10 novembre 2011

Pénurie d'électricité dans le Japon post-Fukushima

Par Stephan SILVESTRE
Nucléaire

Sept mois après l’accident de Fukushima, la situation se stabilise sur le site de la centrale, mais l’avenir énergétique du Japon reste préoccupant.
En effet, depuis l’accident du 11 mars, chacun des 54 réacteurs japonais est successivement arrêté à l’occasion de sa révision générale, imposée tous les 13 mois par la loi japonaise (contre 10 ans en France). De fait, il ne reste actuellement plus que 10 réacteurs encore en activité et tous seront à l’arrêt d’ici mai prochain.

Puissance nucléaire installée au Japon
source : IEEJ, juillet 2011


La décision de conditionner le redémarrage des réacteurs jusqu’aux résultats des stress tests avait été prise par le gouvernement de Naoto Kan [juin 2010-août 2011]. Mais leur remise en route s’avère compliquée. En effet, bien qu’aucun texte ne le stipule explicitement, l’usage veut que les collectivités locales (mairies riveraines et préfectures) donnent chacune leur aval à la remise en route des centrales. Or ce consensus n’a, à ce jour, été obtenu pour aucune des centrales arrêtées, en dépit des lourds investissements consentis par les compagnies d’électricité pour renforcer la sécurité de leurs centrales (murs anti-tsunamis, nouveaux générateurs de secours, piscines de stockage de déchets surélevées…).
Cette question devra impérativement être tranchée au printemps prochain, avant l’arrivée de l’été, période de pointe de la demande au Japon (les climatiseurs consommant bien plus d’énergie que les chauffages). Après avoir supporté un été 2011 dans la chaleur (climatiseurs bloqués à 28°C dans le cadre de la campagne cool biz) mais dans un contexte de solidarité nationale post-séisme, les Japonais s’apprêtent maintenant à affronter un hiver dans le froid (la campagne warm biz prône un plafonnement des chauffages à 20°C).

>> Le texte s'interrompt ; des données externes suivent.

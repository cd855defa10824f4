//! Periodic current-price polling.
//!
//! The loop itself is calendar-agnostic: each tick asks an injected
//! [`TradingWindow`] whether to poll, then fetches one price. Failed fetches
//! are logged and skipped; the loop keeps going until the receiver is gone.

use std::sync::Arc;
use std::time::Duration;

use chrono::{DateTime, Datelike, FixedOffset, NaiveTime, Utc, Weekday};
use tokio::sync::mpsc;
use tokio::task::JoinHandle;
use tokio::time::{MissedTickBehavior, interval};
use tracing::{debug, info, warn};

use crate::config::ChartConfig;
use crate::indicators::period::KST_OFFSET_SECS;
use crate::market::market_data::PriceQuote;
use crate::market::source::ChartSource;

const QUOTE_CHANNEL_CAPACITY: usize = 16;

/// Decides whether a poll should run at `now`.
pub trait TradingWindow: Send + Sync + 'static {
    fn is_within_trading_window(&self, now: DateTime<Utc>) -> bool;
}

/// KRX regular session: weekdays 09:00 to 15:30 KST, both ends inclusive.
///
/// Exchange holidays are not modelled.
#[derive(Debug, Clone, Copy)]
pub struct KrxTradingHours {
    open: NaiveTime,
    close: NaiveTime,
}

impl KrxTradingHours {
    pub fn new(open: NaiveTime, close: NaiveTime) -> Self {
        Self { open, close }
    }
}

impl Default for KrxTradingHours {
    fn default() -> Self {
        Self {
            open: NaiveTime::from_hms_opt(9, 0, 0).unwrap_or_default(),
            close: NaiveTime::from_hms_opt(15, 30, 0).unwrap_or_default(),
        }
    }
}

impl TradingWindow for KrxTradingHours {
    fn is_within_trading_window(&self, now: DateTime<Utc>) -> bool {
        let Some(kst) = FixedOffset::east_opt(KST_OFFSET_SECS) else {
            return false;
        };
        let local = now.with_timezone(&kst);
        if matches!(local.weekday(), Weekday::Sat | Weekday::Sun) {
            return false;
        }
        let time = local.time();
        time >= self.open && time <= self.close
    }
}

/// Polls around the clock.
#[derive(Debug, Clone, Copy, Default)]
pub struct AlwaysOpen;

impl TradingWindow for AlwaysOpen {
    fn is_within_trading_window(&self, _now: DateTime<Utc>) -> bool {
        true
    }
}

pub struct PricePoller<S: ChartSource, W: TradingWindow = KrxTradingHours> {
    source: Arc<S>,
    window: Arc<W>,
    period: Duration,
}

impl<S: ChartSource, W: TradingWindow> Clone for PricePoller<S, W> {
    fn clone(&self) -> Self {
        Self {
            source: Arc::clone(&self.source),
            window: Arc::clone(&self.window),
            period: self.period,
        }
    }
}

impl<S: ChartSource, W: TradingWindow> PricePoller<S, W> {
    pub fn new(source: Arc<S>, window: W, period: Duration) -> Self {
        Self {
            source,
            window: Arc::new(window),
            // tokio's interval panics on a zero period
            period: period.max(Duration::from_millis(1)),
        }
    }

    /// Uses the configured poll interval.
    pub fn from_config(source: Arc<S>, window: W, config: &ChartConfig) -> Self {
        Self::new(source, window, config.poll_interval())
    }

    pub fn period(&self) -> Duration {
        self.period
    }

    /// Starts polling `symbol` on a background task.
    ///
    /// Dropping the receiver stops the task at its next tick.
    pub fn spawn(&self, symbol: impl Into<String>) -> (JoinHandle<()>, mpsc::Receiver<PriceQuote>) {
        let (sender, receiver) = mpsc::channel(QUOTE_CHANNEL_CAPACITY);
        let poller = self.clone();
        let symbol = symbol.into();
        let handle = tokio::spawn(async move { poller.run(&symbol, sender).await });
        (handle, receiver)
    }

    pub async fn run(&self, symbol: &str, sender: mpsc::Sender<PriceQuote>) {
        info!(
            source = self.source.name(),
            %symbol,
            period_ms = self.period.as_millis() as u64,
            "price polling started"
        );
        let mut timer = interval(self.period);
        timer.set_missed_tick_behavior(MissedTickBehavior::Skip);

        loop {
            tokio::select! {
                _ = timer.tick() => {}
                _ = sender.closed() => break,
            }

            let Some(quote) = self.poll_once(symbol, Utc::now()).await else {
                continue;
            };
            if sender.send(quote).await.is_err() {
                break;
            }
        }
        info!(%symbol, "price polling stopped");
    }

    /// One tick: checks the trading window and fetches a single price.
    pub async fn poll_once(&self, symbol: &str, now: DateTime<Utc>) -> Option<PriceQuote> {
        if !self.window.is_within_trading_window(now) {
            debug!(%symbol, "outside trading window, poll skipped");
            return None;
        }
        match self.source.fetch_price(symbol).await {
            Ok(price) => Some(PriceQuote::new(symbol, price, now.timestamp_millis())),
            Err(err) => {
                warn!(%symbol, %err, "price poll failed");
                None
            }
        }
    }
}
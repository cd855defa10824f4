//! Screen-space mapping of candles for an SVG/canvas renderer.
//!
//! X is index-based so non-trading days leave no gaps; Y is a linear price
//! scale with the top of the pane at `range.max`.

use serde::Serialize;

use crate::indicators::candle::Candle;
use crate::indicators::price_range::{PriceRange, VolumeRange};

const MIN_CANDLE_WIDTH: f64 = 2.0;
const MAX_CANDLE_WIDTH: f64 = 12.0;
const CANDLE_FILL_RATIO: f64 = 0.8;

/// Pixel geometry of the price and volume panes.
#[derive(Debug, Clone, Copy, PartialEq)]
pub struct PlotLayout {
    pub left: f64,
    pub top: f64,
    pub width: f64,
    pub price_height: f64,
    pub volume_top: f64,
    pub volume_height: f64,
}

impl PlotLayout {
    /// Derives the panes from the chart size using the web client's margins
    /// (left 60, right 40, top 20, bottom 120) and an 80 px volume pane.
    pub fn from_size(width: f64, height: f64) -> Self {
        const LEFT: f64 = 60.0;
        const RIGHT: f64 = 40.0;
        const TOP: f64 = 20.0;
        const BOTTOM: f64 = 120.0;
        const VOLUME_HEIGHT: f64 = 80.0;
        const PANE_GAP: f64 = 20.0;

        let plot_width = (width - LEFT - RIGHT).max(0.0);
        let plot_height = (height - TOP - BOTTOM).max(0.0);
        let price_height = (plot_height - VOLUME_HEIGHT - PANE_GAP).max(0.0);
        Self {
            left: LEFT,
            top: TOP,
            width: plot_width,
            price_height,
            volume_top: TOP + price_height + PANE_GAP,
            volume_height: VOLUME_HEIGHT,
        }
    }
}

impl Default for PlotLayout {
    fn default() -> Self {
        Self::from_size(800.0, 500.0)
    }
}

/// Drawable coordinates for one candle.
#[derive(Debug, Clone, Copy, PartialEq, Serialize)]
pub struct CandleGlyph {
    pub x: f64,
    pub open_y: f64,
    pub high_y: f64,
    pub low_y: f64,
    pub close_y: f64,
    pub volume_y: Option<f64>,
    pub body_width: f64,
    pub rising: bool,
    pub ma5_y: Option<f64>,
    pub ma20_y: Option<f64>,
    pub ma60_y: Option<f64>,
}

/// `left + index / max(count - 1, 1) * width`
pub fn x_for_index(index: usize, count: usize, layout: &PlotLayout) -> f64 {
    let denom = count.saturating_sub(1).max(1) as f64;
    layout.left + (index as f64 / denom) * layout.width
}

/// `top + (1 - (price - min) / (max - min)) * price_height`
pub fn y_for_price(price: f64, range: &PriceRange, layout: &PlotLayout) -> f64 {
    let span = range.span();
    if span <= 0.0 {
        return layout.top + layout.price_height / 2.0;
    }
    layout.top + (1.0 - (price - range.min) / span) * layout.price_height
}

/// Inverse of [`y_for_price`], used for the crosshair price readout.
pub fn price_for_y(y: f64, range: &PriceRange, layout: &PlotLayout) -> f64 {
    if layout.price_height <= 0.0 {
        return range.min;
    }
    let ratio = 1.0 - (y - layout.top) / layout.price_height;
    range.min + ratio.clamp(0.0, 1.0) * range.span()
}

pub fn y_for_volume(volume: f64, range: &VolumeRange, layout: &PlotLayout) -> f64 {
    let bottom = layout.volume_top + layout.volume_height;
    if range.max <= 0.0 {
        return bottom;
    }
    bottom - (volume / range.max).clamp(0.0, 1.0) * layout.volume_height
}

/// Body width for `count` candles sharing the plot width.
pub fn candle_width(count: usize, layout: &PlotLayout) -> f64 {
    let slot = layout.width / count.max(1) as f64;
    (slot * CANDLE_FILL_RATIO).clamp(MIN_CANDLE_WIDTH, MAX_CANDLE_WIDTH)
}

/// Maps one candle at `index` of a slice of `count` candles.
pub fn to_screen(
    candle: &Candle,
    index: usize,
    count: usize,
    range: &PriceRange,
    volume: &VolumeRange,
    layout: &PlotLayout,
) -> CandleGlyph {
    let y = |price: f64| y_for_price(price, range, layout);
    let ma = candle.get_moving_averages();
    CandleGlyph {
        x: x_for_index(index, count, layout),
        open_y: y(candle.get_open()),
        high_y: y(candle.get_high()),
        low_y: y(candle.get_low()),
        close_y: y(candle.get_close()),
        volume_y: candle.get_volume().map(|v| y_for_volume(v, volume, layout)),
        body_width: candle_width(count, layout),
        rising: candle.is_rising(),
        ma5_y: ma.map(|m| y(m.ma5)),
        ma20_y: ma.map(|m| y(m.ma20)),
        ma60_y: ma.map(|m| y(m.ma60)),
    }
}

/// Maps a whole visible slice.
pub fn map_slice(candles: &[Candle], range: &PriceRange, layout: &PlotLayout) -> Vec<CandleGlyph> {
    let volume = VolumeRange::from_candles(candles);
    candles
        .iter()
        .enumerate()
        .map(|(i, c)| to_screen(c, i, candles.len(), range, &volume, layout))
        .collect()
}

#[cfg(test)]
mod tests {
    use super::*;

    fn layout() -> PlotLayout {
        PlotLayout {
            left: 60.0,
            top: 20.0,
            width: 700.0,
            price_height: 260.0,
            volume_top: 300.0,
            volume_height: 80.0,
        }
    }

    #[test]
    fn test_default_layout_matches_client_geometry() {
        let l = PlotLayout::default();
        assert_eq!(l.width, 700.0);
        assert_eq!(l.price_height, 260.0);
        assert_eq!(l.volume_top, 300.0);
    }

    #[test]
    fn test_x_spacing_is_index_based() {
        let l = layout();
        assert_eq!(x_for_index(0, 11, &l), 60.0);
        assert_eq!(x_for_index(10, 11, &l), 760.0);
        assert_eq!(x_for_index(5, 11, &l), 410.0);
        // Single candle sits on the left edge instead of dividing by zero
        assert_eq!(x_for_index(0, 1, &l), 60.0);
    }

    #[test]
    fn test_y_mapping_is_linear_and_invertible() {
        let l = layout();
        let range = PriceRange { min: 100.0, max: 200.0 };
        assert_eq!(y_for_price(200.0, &range, &l), 20.0);
        assert_eq!(y_for_price(100.0, &range, &l), 280.0);
        assert_eq!(y_for_price(150.0, &range, &l), 150.0);
        assert_eq!(price_for_y(150.0, &range, &l), 150.0);
        assert_eq!(price_for_y(-100.0, &range, &l), 200.0);
    }

    #[test]
    fn test_degenerate_range_maps_to_middle() {
        let l = layout();
        let range = PriceRange { min: 5.0, max: 5.0 };
        assert_eq!(y_for_price(5.0, &range, &l), 150.0);
    }

    #[test]
    fn test_volume_bars_grow_upwards() {
        let l = layout();
        let range = VolumeRange { max: 1000.0 };
        assert_eq!(y_for_volume(0.0, &range, &l), 380.0);
        assert_eq!(y_for_volume(1000.0, &range, &l), 300.0);
        assert_eq!(y_for_volume(500.0, &range, &l), 340.0);
    }

    #[test]
    fn test_candle_width_is_clamped() {
        let l = layout();
        assert_eq!(candle_width(1, &l), 12.0);
        assert_eq!(candle_width(1000, &l), 2.0);
        assert!((candle_width(100, &l) - 5.6).abs() < 1e-9);
    }

    #[test]
    fn test_map_slice_produces_one_glyph_per_candle() {
        let l = layout();
        let candles = vec![
            Candle::new(0, 100.0, 110.0, 95.0, 105.0).with_volume(10.0),
            Candle::new(1, 105.0, 115.0, 100.0, 102.0),
        ];
        let range = PriceRange { min: 90.0, max: 120.0 };
        let glyphs = map_slice(&candles, &range, &l);
        assert_eq!(glyphs.len(), 2);
        assert!(glyphs[0].rising);
        assert!(!glyphs[1].rising);
        assert!(glyphs[0].high_y < glyphs[0].low_y);
        assert_eq!(glyphs[0].volume_y, Some(300.0));
        assert_eq!(glyphs[1].volume_y, None);
        assert_eq!(glyphs[1].x, 760.0);
        assert!(glyphs[0].ma5_y.is_none());
    }
}
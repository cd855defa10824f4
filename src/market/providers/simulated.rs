//! Offline provider generating plausible price history.
//!
//! Used when no API server is reachable and in demos. Output is emitted in the
//! `{candleData: [...]}` shape so it goes through the same normalizer as real
//! data.

use std::sync::Mutex;

use chrono::NaiveDate;
use rand::rngs::StdRng;
use rand::{Rng, SeedableRng};
use serde_json::{Value, json};

use crate::error::ChartResult;
use crate::indicators::period::Period;
use crate::market::source::ChartSource;

const TOTAL_POINTS: usize = 300;
const BASE_PRICE: f64 = 235_000.0;
const PRICE_JITTER: f64 = 5_000.0;

#[derive(Debug)]
pub struct SimulatedSource {
    seed: u64,
    base_price: f64,
    points: usize,
    start: NaiveDate,
    // Price jitter is stateful so successive polls wander
    rng: Mutex<StdRng>,
}

impl SimulatedSource {
    pub fn new(seed: u64) -> Self {
        Self {
            seed,
            base_price: BASE_PRICE,
            points: TOTAL_POINTS,
            start: NaiveDate::from_ymd_opt(2024, 1, 15).unwrap_or_default(),
            rng: Mutex::new(StdRng::seed_from_u64(seed)),
        }
    }

    pub fn with_base_price(mut self, base_price: f64) -> Self {
        self.base_price = base_price;
        self
    }

    pub fn with_points(mut self, points: usize) -> Self {
        self.points = points;
        self
    }

    /// Generates the raw payload for `(symbol, period)`.
    ///
    /// Deterministic for a given seed, symbol and period: a sine wave plus a
    /// random walk scaled by the period's volatility hint, with the base
    /// price drifting 10 % towards each close.
    pub fn generate(&self, symbol: &str, period: Period) -> Value {
        let volatility = period.profile().volatility;
        let mut rng = StdRng::seed_from_u64(self.series_seed(symbol, period));
        let start_ms = self
            .start
            .and_hms_opt(0, 0, 0)
            .map(|dt| dt.and_utc().timestamp_millis())
            .unwrap_or_default();

        let mut base = self.base_price;
        let mut records = Vec::with_capacity(self.points);
        for i in 0..self.points {
            let wave = (i as f64 * 0.1).sin() * volatility.price * 0.3;
            let change = (rng.r#gen::<f64>() - 0.5) * volatility.price;

            let open = (base + wave).max(1.0);
            let close = (open + change).max(1.0);
            let high = open.max(close) + rng.r#gen::<f64>() * volatility.price * 0.2;
            let low = (open.min(close) - rng.r#gen::<f64>() * volatility.price * 0.2).max(0.5);
            let volume = (rng.r#gen::<f64>() * 1_000_000.0 * (1.0 + volatility.volume)).round();

            records.push(json!({
                "timestamp": start_ms + i as i64 * period.step_millis(),
                "open": open.round(),
                "high": high.round(),
                "low": low.round(),
                "close": close.round(),
                "volume": volume,
            }));

            base += (close - base) * 0.1;
        }

        json!({ "candleData": records })
    }

    fn series_seed(&self, symbol: &str, period: Period) -> u64 {
        // FNV-1a over the key, mixed with the instance seed
        let mut hash: u64 = 0xcbf2_9ce4_8422_2325;
        for byte in symbol.bytes().chain(period.code().bytes()) {
            hash ^= u64::from(byte);
            hash = hash.wrapping_mul(0x0100_0000_01b3);
        }
        hash ^ self.seed
    }
}

impl Default for SimulatedSource {
    fn default() -> Self {
        Self::new(0)
    }
}

impl ChartSource for SimulatedSource {
    fn name(&self) -> &'static str {
        "Simulated"
    }

    async fn fetch_series(&self, symbol: &str, period: Period) -> ChartResult<Value> {
        Ok(self.generate(symbol, period))
    }

    async fn fetch_price(&self, _symbol: &str) -> ChartResult<f64> {
        let jitter = {
            let mut rng = self.rng.lock().unwrap_or_else(|e| e.into_inner());
            (rng.r#gen::<f64>() - 0.5) * PRICE_JITTER
        };
        Ok((self.base_price + jitter).round())
    }
}

#[cfg(test)]
mod tests {
    use super::*;
    use crate::market::normalizer::normalize;

    #[test]
    fn test_generated_payload_normalizes() {
        let source = SimulatedSource::new(7);
        let candles = normalize(&source.generate("005930", Period::Daily)).unwrap();
        assert_eq!(candles.len(), TOTAL_POINTS);
        for c in &candles {
            assert!(c.get_low() <= c.body_bottom());
            assert!(c.get_high() >= c.body_top());
            assert!(c.get_volume().is_some());
        }
        assert!(
            candles
                .windows(2)
                .all(|w| w[0].get_timestamp() < w[1].get_timestamp())
        );
    }

    #[test]
    fn test_generation_is_deterministic_per_key() {
        let source = SimulatedSource::new(1);
        assert_eq!(
            source.generate("005930", Period::Weekly),
            source.generate("005930", Period::Weekly)
        );
        assert_ne!(
            source.generate("005930", Period::Weekly),
            source.generate("000660", Period::Weekly)
        );
    }

    #[test]
    fn test_point_count_is_configurable() {
        let source = SimulatedSource::new(3).with_points(12);
        let payload = source.generate("005930", Period::Yearly);
        assert_eq!(payload["candleData"].as_array().map(Vec::len), Some(12));
    }

    #[tokio::test]
    async fn test_price_jitters_around_base() {
        let source = SimulatedSource::new(5).with_base_price(10_000.0);
        for _ in 0..20 {
            let price = source.fetch_price("005930").await.unwrap();
            assert!((7_500.0..=12_500.0).contains(&price));
        }
    }
}
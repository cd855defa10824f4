//! Candle primitives and the per-candle / per-slice computations layered on them

pub mod candle;
pub mod moving_averages;
pub mod period;
pub mod price_range;
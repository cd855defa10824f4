use std::env;
use std::time::Duration;

use crate::chart::interaction::InteractionSettings;
use crate::chart::view_window::WindowLimits;

/// Chart core configuration derived from environment variables.
///
/// Every field has a default matching the web client, so `ChartConfig::default()`
/// is a working configuration against a local API server.
#[derive(Debug, Clone, PartialEq)]
pub struct ChartConfig {
    // ── Upstream API ───────────────────────────────────────────────
    pub api_base_url: String,
    pub chart_path: String,
    pub price_path: String,
    pub http_timeout_secs: u64,

    // ── Real-time polling ──────────────────────────────────────────
    pub poll_interval_secs: u64,

    // ── View window ────────────────────────────────────────────────
    pub min_visible: usize,
    pub max_visible: usize,
    pub wheel_step: usize,
    pub key_step: usize,

    // ── Price scale ────────────────────────────────────────────────
    /// Fraction of the visible span added above and below the slice.
    pub view_range_padding: f64,
}

impl Default for ChartConfig {
    fn default() -> Self {
        Self {
            api_base_url: "http://localhost:5000".to_string(),
            chart_path: "/api/stock/kis-chart".to_string(),
            price_path: "/api/stock/current-price".to_string(),
            http_timeout_secs: 10,
            poll_interval_secs: 5,
            min_visible: 20,
            max_visible: 150,
            wheel_step: 5,
            key_step: 5,
            view_range_padding: 0.1,
        }
    }
}

fn env_str(name: &str, default: &str) -> String {
    env::var(name)
        .ok()
        .map(|s| s.trim().to_string())
        .filter(|s| !s.is_empty())
        .unwrap_or_else(|| default.to_string())
}

fn env_u64(name: &str, default: u64) -> u64 {
    env::var(name)
        .ok()
        .and_then(|s| s.trim().parse().ok())
        .unwrap_or(default)
}

fn env_usize(name: &str, default: usize) -> usize {
    env::var(name)
        .ok()
        .and_then(|s| s.trim().parse().ok())
        .unwrap_or(default)
}

fn env_f64(name: &str, default: f64) -> f64 {
    env::var(name)
        .ok()
        .and_then(|s| s.trim().parse::<f64>().ok())
        .filter(|v| v.is_finite())
        .unwrap_or(default)
}

impl ChartConfig {
    /// Reads `TUSSAK_*` variables, falling back to the defaults for anything
    /// missing or unparsable.
    pub fn from_env() -> Self {
        let d = Self::default();
        let min_visible = env_usize("TUSSAK_MIN_VISIBLE", d.min_visible).max(1);
        let max_visible = env_usize("TUSSAK_MAX_VISIBLE", d.max_visible).max(min_visible);
        Self {
            api_base_url: env_str("TUSSAK_API_BASE_URL", &d.api_base_url)
                .trim_end_matches('/')
                .to_string(),
            chart_path: env_str("TUSSAK_CHART_PATH", &d.chart_path),
            price_path: env_str("TUSSAK_PRICE_PATH", &d.price_path),
            http_timeout_secs: env_u64("TUSSAK_HTTP_TIMEOUT_SECS", d.http_timeout_secs).max(1),
            poll_interval_secs: env_u64("TUSSAK_POLL_INTERVAL_SECS", d.poll_interval_secs).max(1),
            min_visible,
            max_visible,
            wheel_step: env_usize("TUSSAK_WHEEL_STEP", d.wheel_step).max(1),
            key_step: env_usize("TUSSAK_KEY_STEP", d.key_step).max(1),
            view_range_padding: env_f64("TUSSAK_VIEW_RANGE_PADDING", d.view_range_padding).max(0.0),
        }
    }

    pub fn http_timeout(&self) -> Duration {
        Duration::from_secs(self.http_timeout_secs)
    }

    pub fn poll_interval(&self) -> Duration {
        Duration::from_secs(self.poll_interval_secs)
    }

    pub fn window_limits(&self) -> WindowLimits {
        WindowLimits::new(self.min_visible, self.max_visible)
    }

    pub fn interaction(&self) -> InteractionSettings {
        InteractionSettings {
            wheel_step: self.wheel_step,
            key_step: self.key_step,
            ..InteractionSettings::default()
        }
    }
}
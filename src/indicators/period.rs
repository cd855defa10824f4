use std::str::FromStr;

use chrono::{DateTime, FixedOffset};

/// Korea Standard Time, the exchange's local clock.
pub const KST_OFFSET_SECS: i32 = 9 * 60 * 60;

/// Candle granularity requested from the upstream chart endpoint.
#[derive(Debug, Clone, Copy, PartialEq, Eq, Hash)]
pub enum Period {
    Daily,   // 일
    Weekly,  // 주
    Monthly, // 월
    Yearly,  // 년
}

/// Price/volume noise scale, used by the simulated source.
#[derive(Debug, Clone, Copy, PartialEq)]
pub struct VolatilityHint {
    pub price: f64,
    pub volume: f64,
}

/// Per-period settings consumed by both the view window and data generation.
#[derive(Debug, Clone, Copy, PartialEq)]
pub struct PeriodProfile {
    pub visible_count: usize,
    pub volatility: VolatilityHint,
}

impl Period {
    pub const ALL: [Period; 4] = [Period::Daily, Period::Weekly, Period::Monthly, Period::Yearly];

    /// Upstream period code (`D`, `W`, `M`, `Y`).
    pub fn code(&self) -> &'static str {
        match self {
            Period::Daily => "D",
            Period::Weekly => "W",
            Period::Monthly => "M",
            Period::Yearly => "Y",
        }
    }

    /// Selector label shown in the UI.
    pub fn label(&self) -> &'static str {
        match self {
            Period::Daily => "일",
            Period::Weekly => "주",
            Period::Monthly => "월",
            Period::Yearly => "년",
        }
    }

    pub fn profile(&self) -> PeriodProfile {
        match self {
            Period::Daily => PeriodProfile {
                visible_count: 80,
                volatility: VolatilityHint { price: 2000.0, volume: 0.1 },
            },
            Period::Weekly => PeriodProfile {
                visible_count: 60,
                volatility: VolatilityHint { price: 5000.0, volume: 0.05 },
            },
            Period::Monthly => PeriodProfile {
                visible_count: 40,
                volatility: VolatilityHint { price: 8000.0, volume: 0.1 },
            },
            Period::Yearly => PeriodProfile {
                visible_count: 20,
                volatility: VolatilityHint { price: 12000.0, volume: 0.3 },
            },
        }
    }

    /// Nominal spacing between consecutive candles, in milliseconds.
    pub fn step_millis(&self) -> i64 {
        const DAY: i64 = 24 * 60 * 60 * 1000;
        match self {
            Period::Daily => DAY,
            Period::Weekly => 7 * DAY,
            Period::Monthly => 30 * DAY,
            Period::Yearly => 365 * DAY,
        }
    }

    /// Axis label for a candle timestamp, in exchange-local time.
    pub fn format_label(&self, timestamp_ms: i64) -> String {
        let Some(utc) = DateTime::from_timestamp_millis(timestamp_ms) else {
            return String::new();
        };
        let Some(kst) = FixedOffset::east_opt(KST_OFFSET_SECS) else {
            return String::new();
        };
        let local = utc.with_timezone(&kst);
        match self {
            Period::Daily | Period::Weekly => local.format("%m/%d").to_string(),
            Period::Monthly => local.format("%Y/%m").to_string(),
            Period::Yearly => local.format("%Y").to_string(),
        }
    }
}

impl FromStr for Period {
    type Err = String;

    fn from_str(s: &str) -> Result<Self, Self::Err> {
        match s.trim() {
            "D" | "d" | "일" | "daily" | "day" => Ok(Period::Daily),
            "W" | "w" | "주" | "weekly" | "week" => Ok(Period::Weekly),
            "M" | "m" | "월" | "monthly" | "month" => Ok(Period::Monthly),
            "Y" | "y" | "년" | "yearly" | "year" => Ok(Period::Yearly),
            other => Err(format!("unknown period: {other}")),
        }
    }
}

impl std::fmt::Display for Period {
    fn fmt(&self, f: &mut std::fmt::Formatter<'_>) -> std::fmt::Result {
        write!(f, "{}", self.code())
    }
}

#[cfg(test)]
mod tests {
    use super::*;

    #[test]
    fn test_codes_and_labels_parse_back() {
        for period in Period::ALL {
            assert_eq!(period.code().parse::<Period>(), Ok(period));
            assert_eq!(period.label().parse::<Period>(), Ok(period));
        }
        assert_eq!("weekly".parse::<Period>(), Ok(Period::Weekly));
        assert!("1개월".parse::<Period>().is_err());
    }

    #[test]
    fn test_profile_table_is_within_default_limits() {
        for period in Period::ALL {
            let visible = period.profile().visible_count;
            assert!((20..=150).contains(&visible), "{period}: {visible}");
        }
        assert_eq!(Period::Daily.profile().visible_count, 80);
    }

    #[test]
    fn test_labels_use_exchange_time() {
        // 2024-01-02T15:30:00Z is already 2024-01-03 in Seoul
        let ts = 1_704_209_400_000;
        assert_eq!(Period::Daily.format_label(ts), "01/03");
        assert_eq!(Period::Monthly.format_label(ts), "2024/01");
        assert_eq!(Period::Yearly.format_label(ts), "2024");
    }
}
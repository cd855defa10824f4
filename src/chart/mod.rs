//! View-window state, input handling and screen mapping for the candle chart.

pub mod interaction;
pub mod render;
pub mod view_window;

pub use interaction::{ChartEvent, ChartKey, InteractionController, InteractionSettings};
pub use render::{CandleGlyph, PlotLayout};
pub use view_window::{Crosshair, ViewWindow, WindowLimits};
//! Market data: payload normalization, upstream sources, caching, live
//! price polling and the chart view session.

pub mod cache;
pub mod market_data;
pub mod normalizer;
pub mod poller;
pub mod providers;
pub mod session;
pub mod source;

// Re-exports for convenience
pub use cache::SeriesCache;
pub use market_data::{PriceQuote, SeriesEntry, SeriesKey};
pub use normalizer::normalize;
pub use poller::{AlwaysOpen, KrxTradingHours, PricePoller, TradingWindow};
pub use providers::{KisRestSource, SimulatedSource};
pub use session::{ChartSession, LoadStatus, LoadTicket, RenderFrame, load_into};
pub use source::ChartSource;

Cependant, la compréhension des populations sera certainement moindre lors de l’été 2012, surtout si des blackouts, jusque-là évités, survenaient et si les prix de l’électricité augmentaient sensiblement suite à l’accroissement de l’utilisation de combustibles fossiles par les compagnies d’électricité. Quant au secteur industriel, il aura du mal à supporter une seconde année au ralenti : selon l’IEEJ, la pénurie d’électricité pourrait impacter le PIB réel japonais de -1,6% à -3,6% en 2012 (soit 100 000 à 200 000 chômeurs supplémentaires)(i).
Le nouveau Premier ministre, Yoshihiko Noda, aura la lourde responsabilité de statuer en prenant en compte un très grand nombre de facteurs contraignants : réticences des populations riveraines et de nombre de leurs élus, inconvénients de l’alternative au gaz (dépendance énergétique, faiblesse des moyens de production, émissions de CO2 incompatibles avec les engagements du protocole de Kyoto), fortes contraintes budgétaires (dette publique record, allocation de moyens aux victimes du séisme et à la reconstruction). Quant aux énergies renouvelables, qui représentaient moins de 3% de la production d’électricité en 2009 (hors hydraulique, cf. tableau), elles sont limitées de par la géographie nippone (potentiel hydrographique épuisé, potentiel éolien faible, taux d’ensoleillement moyen). Or, si la demande en électricité est appelée à baisser sur le long terme grâce à l’amélioration de l’efficacité énergétique, elle devrait rester stable sur la prochaine décennie(ii). Conscient de cela, M. Noda a d’emblée déclaré que l’électronucléaire resterait une énergie indispensable au Japon pour les prochaines décennies(iii), tout en prônant une nouvelle politique énergétique pour son pays.

Offre et demande d'énergie au Japon

(i) Etude IEEJ, juillet 2011.
(ii) Etude IEEJ.
(iii) Discours de Fukushima, 08 septembre 2011.